Alright then…”Since we caught the bad guys, I don’t think I need a bodyguard anymore.”

“Oh really?” she said and set the bowl aside, crossed her arms.

“Yeah,” I said. “You see that, right? There’s no more danger. The threat has been dealt with and good. Did you see Smith and your mom? She was crazy.”

Snow smiled. “She was pretty amazing.”

“Hell yeah,” I said then cleared my throat. God, this was harder than I’d thought it would be, especially considering everything we’d gone through. “I think you’re pretty amazing, too.”

A pause then—”That was weak.”

“What?”

“My God, you should see your face right now,” she laughed, and I knew she was just teasing. Thank God. “What I meant was you’re usually much better with the one-liners.”

I took a deep breath.

“Ash, are you okay?”

“I just don’t want you to be upset.”

“Upset about what?” she asked. “You’re freaking me out here.”

“Snow,” I said and pressed a kiss to her cheek, grinning as she melted into me, “you’re fired.”

What?!?”

She jumped away from me, and I shrugged. “You’re officially fired. You’re no longer my bodyguard.”

“But why?” Her voice sounded confused and sad, and all the things I didn’t want it to be. “Is it because I let them take you at the drive-in? Honestly, Ash, I tried to stop them.”

“God no,” I said, grabbing her hand, holding on even as she tried to pull back. “No, that’s not it at all.”

“Then why?”

“So I can do this.”

My lips swallowed her protests. Her lips burned beneath mine, and I wanted more. Wanted her to forget where we were. Wanted her to remember how hot this fire burned between us. Wanted her…God, I just wanted her.

This one kiss was everything, so I put all of me into it. The longing, the fire, the respect, the bone-deep desire. This didn’t happen every day. I had to convey to Snow how unique this thing between us was. How absolutely vital. When she kissed me back, I could’ve died right there and been a happy man. Except then, I’d never get to kiss Snow again—which would be a tragedy.

We pulled away at the same time, gasping for breath.

“Why couldn’t you just have said that before?” she asked. “Did you have to fire me first?”

“You were so stubborn,” I said and laughed as her eyes sparked with annoyance. “I didn’t think you’d let me do it until after.”

“You’re probably right.”

“But since it’s clear we both enjoyed that, I don’t—”

Before I knew it, I was down on the mats. Snow’d flipped me. Again.

“You were saying?” she asked.

I shook my head as she leaned over me.

“Guess you’ll need to take a few more self-defense classes.”

“I guess so,” I said, running my hand through her hair.

Snow dropped a kiss to my nose, and I grinned.

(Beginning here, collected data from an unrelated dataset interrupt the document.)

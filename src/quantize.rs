//! Squeeze an iteration count into a palette index.

/// Palette index for points that never escaped.  In the xterm 256-color
/// cube this is black.
pub const INTERIOR: u8 = 16;

/// First palette index of the escape ramp.
pub const RAMP_START: u8 = 17;

/// Number of distinct ramp steps; the ramp covers indices 17 through 216.
pub const RAMP_STEPS: u64 = 200;

/// Map an iteration count to a palette index.  Interior points get
/// [`INTERIOR`]; everything else lands on a 200-step ramp that is
/// non-decreasing in `iterations`.  Indices 0-15 and 217-255 are
/// never produced.
#[inline]
pub fn quantize(iterations: u32, max_iterations: u32) -> u8 {
    if iterations >= max_iterations {
        return INTERIOR;
    }
    let step = u64::from(iterations) * RAMP_STEPS / u64::from(max_iterations);
    RAMP_START + step as u8
}

#[cfg(test)]
mod tests {
    use super::*;

    #[test]
    fn interior_points_are_black() {
        assert_eq!(quantize(1, 1), INTERIOR);
        assert_eq!(quantize(1000, 1000), INTERIOR);
        assert_eq!(quantize(1001, 1000), INTERIOR);
    }

    #[test]
    fn ramp_endpoints() {
        assert_eq!(quantize(0, 1000), 17);
        assert_eq!(quantize(999, 1000), 216);
        assert_eq!(quantize(500, 1000), 117);
        assert_eq!(quantize(0, 1), 17);
    }

    #[test]
    fn ramp_is_monotonic_and_bounded() {
        for &limit in &[1u32, 2, 7, 199, 200, 201, 5000] {
            let mut previous = 0;
            for n in 0..limit {
                let color = quantize(n, limit);
                assert!(color >= 17 && color <= 216, "{} of {} -> {}", n, limit, color);
                assert!(color >= previous);
                previous = color;
            }
        }
    }

    #[test]
    fn huge_limits_do_not_overflow() {
        let limit = u32::max_value();
        assert_eq!(quantize(limit - 1, limit), 216);
        assert_eq!(quantize(limit, limit), INTERIOR);
    }
}
#![deny(missing_docs)]
// This Source Code Form is subject to the terms of the Mozilla Public
// License, v. 2.0. If a copy of the MPL was not distributed with this
// file, You can obtain one at http://mozilla.org/MPL/2.0/.

//! Terminal Mandelbrot renderer
//!
//! The Mandelbrot set is the set of points `c` on the complex plane
//! for which repeatedly squaring `z` and adding `c` never runs off to
//! infinity.  Points outside the set escape, and the number of
//! iterations it took them to escape (their "velocity") is what we
//! paint.
//!
//! This crate maps a grid of terminal cells onto a window of the
//! complex plane, counts the escape iterations for every cell on a
//! pool of worker threads, squeezes each count into one of the 256
//! xterm background colors, and streams the picture out row by row
//! as ANSI escape sequences.  Point a terminal at the output and you
//! get the picture.

#[macro_use]
extern crate failure;
#[macro_use]
extern crate log;
extern crate clap;
extern crate crossbeam;
extern crate num;
extern crate num_cpus;
#[cfg(test)]
extern crate tempfile;

pub mod config;
pub mod errors;
pub mod escape;
pub mod palette;
pub mod planes;
pub mod quantize;
pub mod render;
pub mod stream;

pub use config::Config;
pub use errors::RenderError;
pub use palette::Palette;
pub use planes::{PlaneMapper, Viewport};
pub use render::Renderer;
// This Source Code Form is subject to the terms of the Mozilla Public
// License, v. 2.0. If a copy of the MPL was not distributed with this
// file, You can obtain one at http://mozilla.org/MPL/2.0/.

//! Mandelbrot renderer
//!
//! The work is split in two phases.  First the whole picture is
//! computed into a single preallocated grid: the grid is cut into
//! contiguous bands of rows with `chunks_mut`, and each band is handed
//! to its own scoped thread.  The bands cannot overlap, so the
//! workers need no locks and no shared cursor, and since every cell is
//! a pure function of its coordinates the result is the same no matter
//! how many threads did the work.  Only when the scope has joined every
//! worker does the second phase stream the finished grid out, in
//! order, on the calling thread.

extern crate crossbeam;

use errors::{allocate, RenderError};
use escape::escape_time;
use palette::Palette;
use planes::{PlaneMapper, Viewport};
use quantize::quantize;
use std::io::Write;
use stream::stream;

/// Holds the coordinate tables and the iteration limit.  Once built,
/// it is never mutated, so any number of workers may borrow it.
pub struct Renderer {
    plane: PlaneMapper,
    limit: u32,
}

impl Renderer {
    /// Requires the width and height of the picture in cells, the
    /// window onto the complex plane, and the maximum number of
    /// iterations to try on each point before calling it interior.
    pub fn new(
        width: usize,
        height: usize,
        viewport: Viewport,
        limit: u32,
    ) -> Result<Self, RenderError> {
        if limit == 0 {
            return Err(RenderError::argument("max_iter", "must be positive"));
        }
        let plane = PlaneMapper::new(width, height, viewport)?;
        Ok(Renderer { plane, limit })
    }

    /// The coordinate tables in use.
    pub fn plane(&self) -> &PlaneMapper {
        &self.plane
    }

    /// The iteration limit.
    pub fn limit(&self) -> u32 {
        self.limit
    }

    /// A zeroed row-major grid with one cell per pixel.
    fn grid<T: Clone + Default>(&self, what: &'static str) -> Result<Vec<T>, RenderError> {
        let mut grid = allocate(self.plane.len(), what)?;
        grid.resize(self.plane.len(), T::default());
        Ok(grid)
    }

    /// Fill one band of rows, starting at `first_row`.
    fn fill_band<T, F>(&self, band: &mut [T], first_row: usize, cell: &F)
    where
        F: Fn(f64, f64) -> T,
    {
        let xs = self.plane.xs();
        let ys = self.plane.ys();
        for (offset, row) in band.chunks_mut(self.plane.width()).enumerate() {
            let y0 = ys[first_row + offset];
            for (pixel, &x0) in row.iter_mut().zip(xs) {
                *pixel = cell(x0, y0);
            }
        }
    }

    /// Split `grid` into at most `threads` bands of whole rows and fill
    /// each band on its own thread.
    fn fill<T, F>(&self, grid: &mut [T], threads: usize, cell: F) -> Result<(), RenderError>
    where
        T: Send,
        F: Fn(f64, f64) -> T + Sync,
    {
        if threads == 0 {
            return Err(RenderError::argument("threads", "must be at least 1"));
        }
        let height = self.plane.height();
        let workers = threads.min(height);
        if workers == 1 {
            self.fill_band(grid, 0, &cell);
            return Ok(());
        }

        let rows_per_band = (height + workers - 1) / workers;
        debug!(
            "splitting {} rows into bands of {} across {} workers",
            height, rows_per_band, workers
        );
        let cell = &cell;
        crossbeam::scope(|spawner| {
            for (band_index, band) in grid
                .chunks_mut(rows_per_band * self.plane.width())
                .enumerate()
            {
                spawner.spawn(move |_| {
                    self.fill_band(band, band_index * rows_per_band, cell);
                });
            }
        })
        .map_err(|_| RenderError::Worker)
    }

    /// The escape-time count of every pixel, row-major.
    pub fn iterations(&self, threads: usize) -> Result<Vec<u32>, RenderError> {
        let limit = self.limit;
        let mut grid: Vec<u32> = self.grid("iteration grid")?;
        self.fill(&mut grid, threads, |x0, y0| escape_time(x0, y0, limit))?;
        Ok(grid)
    }

    /// The palette index of every pixel, row-major.  Each cell is
    /// `quantize(iterations[cell], limit)`.
    pub fn colors(&self, threads: usize) -> Result<Vec<u8>, RenderError> {
        let limit = self.limit;
        let mut grid: Vec<u8> = self.grid("color grid")?;
        self.fill(&mut grid, threads, |x0, y0| {
            quantize(escape_time(x0, y0, limit), limit)
        })?;
        Ok(grid)
    }

    /// Compute the whole picture, then stream it to `out`.  The palette
    /// must be built before the call; it is only ever read.
    pub fn render<W: Write>(
        &self,
        palette: &Palette,
        threads: usize,
        out: &mut W,
    ) -> Result<(), RenderError> {
        let colors = self.colors(threads)?;
        stream(palette, &colors, self.plane.width(), out)
    }
}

“You know,” I said, “even though you’re no longer my bodyguard you’ll always be my ninja girl.”

“Whatever.” She rolled her eyes and helped me up. “I hate that name.”

I looked at her. “Do you really?”

Snow took a second then said, “No. Not really—but if you tell anyone that I’ll kick your ass.”

And I kissed her again because I knew she could totally fulfill that promise.